The applicant further complains under Article 13 about the fact that although the Kazimierz Biskupi Municipality was ordered to make payment to him by the Poznań Regional Court judgment of 11 March 2004, upheld by the Poznań Court of Appeal judgment of 15 December 2004, the sum has not been paid to date.
1. The applicant complains under Article 6 of the Convention that the length of the proceedings was excessive.
The Court considers that it cannot, on the basis of the case file, determine the admissibility of this complaint and that it is therefore necessary, in accordance with the Rule 54 § 2 (b) of the Rules of the Court, to give notice of this part of the application to the respondent Government.
2. The applicant further complains about the fact that although payment had been ordered to be made to him by the Poznań Regional Court judgment of 11 March 2004, upheld by the Poznań Court of Appeal judgment of 15 December 2004, it has not been made to date. He relies on Article 13 of the Convention, which provides:
“Everyone whose rights and freedoms as set forth in [the] Convention are violated shall have an effective remedy before a national authority notwithstanding that the violation has been committed by persons acting in an official capacity.”

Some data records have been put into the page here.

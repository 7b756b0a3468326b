//! Face embedding networks via ONNX Runtime.
//!
//! One [`FaceRecognizer`] wraps one exported recognition model. Inputs are
//! RGB NCHW tensors at the model's native size, normalised symmetrically to
//! [-1, 1]; outputs are L2-normalised embeddings of whatever width the
//! network produces.

use crate::alignment;
use crate::types::{BoundingBox, Embedding, RecognitionModel};
use image::imageops::{self, FilterType};
use image::RgbImage;
use ndarray::Array4;
use ort::session::Session;
use ort::value::TensorRef;
use std::path::Path;
use thiserror::Error;

const INPUT_MEAN: f32 = 127.5;
const INPUT_STD: f32 = 127.5;

#[derive(Error, Debug)]
pub enum RecognizerError {
    #[error("model file not found: {0}")]
    ModelNotFound(String),
    #[error("inference failed: {0}")]
    InferenceFailed(String),
    #[error("ort: {0}")]
    Ort(#[from] ort::Error),
}

/// Embedding extractor for a single recognition model.
pub struct FaceRecognizer {
    session: Session,
    model: RecognitionModel,
}

impl FaceRecognizer {
    /// Load the ONNX export of `model` from the given path.
    pub fn load(model_path: &Path, model: RecognitionModel) -> Result<Self, RecognizerError> {
        if !model_path.exists() {
            return Err(RecognizerError::ModelNotFound(model_path.display().to_string()));
        }

        let session = Session::builder()?
            .with_intra_threads(2)?
            .commit_from_file(model_path)?;

        tracing::info!(
            path = %model_path.display(),
            model = %model,
            outputs = ?session.outputs().iter().map(|o| o.name()).collect::<Vec<_>>(),
            "loaded recognition model"
        );

        Ok(Self { session, model })
    }

    pub fn model(&self) -> RecognitionModel {
        self.model
    }

    /// Extract an embedding for `face` in `image`, or for the whole image when no face is given.
    ///
    /// Faces with landmarks are aligned to canonical positions; faces without
    /// landmarks are cropped to their box.
    pub fn extract(
        &mut self,
        image: &RgbImage,
        face: Option<&BoundingBox>,
    ) -> Result<Embedding, RecognizerError> {
        let (width, height) = self.model.input_size();
        let crop = face_input(image, face, width, height);
        let input = Self::preprocess(&crop);

        let outputs = self.session.run(ort::inputs![TensorRef::from_array_view(input.view())?])?;

        let (_, raw_data) = outputs[0]
            .try_extract_tensor::<f32>()
            .map_err(|e| RecognizerError::InferenceFailed(format!("embedding extraction: {e}")))?;

        if raw_data.is_empty() {
            return Err(RecognizerError::InferenceFailed(format!(
                "{} produced an empty embedding",
                self.model
            )));
        }

        let embedding = Embedding {
            values: raw_data.to_vec(),
            model: Some(self.model),
        };
        Ok(embedding.l2_normalized())
    }

    /// Convert an RGB crop into a NCHW float tensor.
    fn preprocess(crop: &RgbImage) -> Array4<f32> {
        let (w, h) = (crop.width() as usize, crop.height() as usize);
        let mut tensor = Array4::<f32>::zeros((1, 3, h, w));

        for (x, y, pixel) in crop.enumerate_pixels() {
            for c in 0..3 {
                tensor[[0, c, y as usize, x as usize]] = (pixel[c] as f32 - INPUT_MEAN) / INPUT_STD;
            }
        }

        tensor
    }
}

/// Produce the `width` × `height` network input for a face.
fn face_input(image: &RgbImage, face: Option<&BoundingBox>, width: u32, height: u32) -> RgbImage {
    match face {
        Some(BoundingBox { landmarks: Some(landmarks), .. }) => {
            alignment::align_face(image, landmarks, width, height)
        }
        Some(bbox) => {
            let (x, y, w, h) = bbox.expanded(1.0, image.width(), image.height());
            if w == 0 || h == 0 {
                return imageops::resize(image, width, height, FilterType::Triangle);
            }
            let cropped = imageops::crop_imm(image, x, y, w, h).to_image();
            imageops::resize(&cropped, width, height, FilterType::Triangle)
        }
        None => imageops::resize(image, width, height, FilterType::Triangle),
    }
}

According to Article 796 §1 of the Polish Code of Civil Procedure of 17 November 1964, enforcement proceedings can be instituted by a request lodged with a competent court or a court bailiff. Only in a situation when the proceedings on the merits may be instituted ex officio, may the enforcement proceedings also be instituted ex officio at the request of a first-instance court. This situation has not occurred in the present case, as the proceedings were instituted by the applicant himself. As the applicant has not shown that he lodged any request to institute enforcement proceedings, the Court finds that this complaint is inadmissible for non-exhaustion of domestic remedies and as such must be rejected in accordance with Article 35 §§1 and 4 of the Convention.
For these reasons, the Court unanimously
Decides to adjourn the examination of the applicant’s complaint concerning the undue length of administrative proceedings;
Declares the remainder of the application inadmissible.